Abstract
Background
Epidemiological studies have shown diabetes associated with increased risk of colorectal cancer. This study investigates the impact of a pre-cancer diabetes-related hospitalization record on colorectal cancer survival.
Methods
A retrospective cohort of 13190 colorectal cancer patients recorded on the South Australian Cancer Registry in 2003-2013 were examined. Diabetes-related hospitalization histories were obtained using linked inpatient data. Colorectal cancer deaths were available for 2003-2013. The association of survival from colorectal cancer with diabetes-related hospitalization history was assessed using competing risk analysis, adjusting for sociodemographic factors and cancer stage at diagnosis.
Results
2765 patients with colorectal cancer (26.5%) had a history of hospital admission for diabetic complications, the most common being multiple complications (32%), followed by kidney and eye complications. The 5- and 10-year cancer survival probabilities were 63% and 56% in those with a diabetes complication history, significantly lower than 66% and 60% for patients without these complications (adjusted sub hazard ratio 1.11, 95% CI 1.02-1.20).

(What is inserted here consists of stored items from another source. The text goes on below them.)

#[cfg(test)]
mod tests {
    use super::*;
    use crate::llm::speech::AudioStream;
    use article_datastore::{ArticleDraft, EditorFeedback};
    use crate::llm::gateway::DraftRequest;
    use std::time::Duration;

    struct EchoSpeech;

    impl SpeechBridge for EchoSpeech {
        async fn transcribe(&self, chunk: &AudioChunk) -> Result<String, GatewayError> {
            // later chunks finish first
            tokio::time::sleep(Duration::from_millis(100 - chunk.index * 10)).await;
            if chunk.data.is_empty() {
                return Err(GatewayError::Provider("silence".into()));
            }
            Ok(String::from_utf8_lossy(&chunk.data).into_owned())
        }

        async fn synthesize(&self, text: &str) -> Result<AudioStream, GatewayError> {
            let chunks = text.bytes().map(|b| Ok(vec![b])).collect::<Vec<_>>();
            Ok(futures::stream::iter(chunks).boxed())
        }
    }

    struct ScriptedInterviewer;

    impl AgentGateway for ScriptedInterviewer {
        async fn produce_interview_turn(
            &self,
            context: &InterviewContext,
            _transcript: &InterviewTranscript,
        ) -> Result<String, GatewayError> {
            Ok(match context.phase {
                InterviewPhase::Farewell => "Thanks for your time".to_string(),
                _ => format!("Question {}", context.questions_asked + 1),
            })
        }

        async fn produce_draft(&self, _request: &DraftRequest<'_>) -> Result<ArticleDraft, GatewayError> {
            Err(GatewayError::Provider("unused".into()))
        }

        async fn produce_feedback(&self, _draft: &ArticleDraft) -> Result<EditorFeedback, GatewayError> {
            Err(GatewayError::Provider("unused".into()))
        }
    }

    fn no_retry() -> RetryPolicy {
        RetryPolicy {
            max_retries: 0,
            ..Default::default()
        }
    }

    #[tokio::test(start_paused = true)]
    async fn test_transcription_is_resequenced() {
        let buffer = Arc::new(IngestBuffer::new(16));
        for (index, word) in ["one", "two", "", "three"].into_iter().enumerate() {
            buffer.push_audio(AudioChunk {
                index: index as u64,
                data: word.as_bytes().to_vec(),
            });
        }
        buffer.push_marker();
        buffer.close();

        let (segments_tx, mut segments_rx) = mpsc::channel(16);
        let (events_tx, mut events_rx) = mpsc::channel(16);
        transcribe(buffer, Arc::new(EchoSpeech), no_retry(), 4, segments_tx, events_tx).await;

        let mut segments = Vec::new();
        while let Some(segment) = segments_rx.recv().await {
            segments.push(segment);
        }
        assert_eq!(
            segments,
            vec![
                Segment::Text("one".into()),
                Segment::Text("two".into()),
                Segment::Text(String::new()),
                Segment::Text("three".into()),
                Segment::UtteranceEnd,
            ]
        );
        assert!(matches!(
            events_rx.recv().await,
            Some(SessionEvent::Error {
                code: SessionErrorCode::TranscriptionFailed,
                fatal: false,
                ..
            })
        ));
    }

    #[tokio::test]
    async fn test_interviewer_answers_each_utterance_and_signs_off_at_limit() {
        let (segments_tx, segments_rx) = mpsc::channel(16);
        let (events_tx, mut events_rx) = mpsc::channel(32);
        let (speak_tx, mut speak_rx) = mpsc::channel(16);
        let shutdown = Shutdown::default();

        let stage = InterviewerStage {
            gateway: Arc::new(ScriptedInterviewer),
            retry: no_retry(),
            topic: "Remote Work".into(),
            max_questions: 2,
            max_consecutive_failures: 3,
            open_with_greeting: true,
            shutdown: shutdown.clone(),
            events: events_tx,
            speak: speak_tx,
            transcript: InterviewTranscript::new(),
            questions_asked: 0,
            consecutive_failures: 0,
        };

        for segment in [
            Segment::Text("We went".into()),
            Segment::Text("fully remote.".into()),
            Segment::UtteranceEnd,
            Segment::Text("It worked.".into()),
            Segment::UtteranceEnd,
        ] {
            segments_tx.send(segment).await.unwrap();
        }
        drop(segments_tx);

        let transcript = stage.run(segments_rx).await;
        let turns: Vec<_> = transcript
            .messages
            .iter()
            .map(|m| (m.speaker, m.text.as_str(), m.sequence))
            .collect();
        assert_eq!(
            turns,
            vec![
                (Speaker::Interviewer, "Question 1", 0),
                (Speaker::Subject, "We went fully remote.", 1),
                (Speaker::Interviewer, "Question 2", 2),
                (Speaker::Interviewer, "Thanks for your time", 3),
                (Speaker::Subject, "It worked.", 4),
            ]
        );
        assert_eq!(shutdown.reason(), Some(EndReason::InterviewComplete));
        assert_eq!(speak_rx.recv().await.as_deref(), Some("Question 1"));
        assert_eq!(speak_rx.recv().await.as_deref(), Some("Question 2"));
        assert_eq!(speak_rx.recv().await.as_deref(), Some("Thanks for your time"));

        let mut updates = 0;
        while let Ok(event) = events_rx.try_recv() {
            assert!(matches!(event, SessionEvent::TranscriptUpdate(_)));
            updates += 1;
        }
        assert_eq!(updates, 5);
    }

    #[tokio::test]
    async fn test_egress_detects_departed_client() {
        let (audio_tx, audio_rx) = mpsc::channel(4);
        let (events_tx, events_rx) = mpsc::channel(4);
        let shutdown = Shutdown::default();
        drop(events_rx);

        audio_tx.send(vec![1, 2, 3]).await.unwrap();
        drop(audio_tx);
        egress(audio_rx, events_tx, shutdown.clone()).await;

        assert_eq!(shutdown.reason(), Some(EndReason::ConnectionLost));
    }
}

Risk of colorectal cancer death was lower when theses diabetes-related hospitalizations were earlier than the year of cancer diagnosis - i.e., adjusted SHR 0.80, 95% CI 0.66-0.97 for 3-5 and 0.76, 95% CI 0.59-0.98 for 6+ years before the cancer diagnosis compared with same-year hospitalizations.
Conclusions
Colorectal cancer patients with a history of diabetes-related hospitalization have poorer survival, particularly if these hospitalizations were in the same year as the cancer diagnosis.
Key messages
Poorly controlled diabetes histories predict increased risk of colorectal cancer mortality.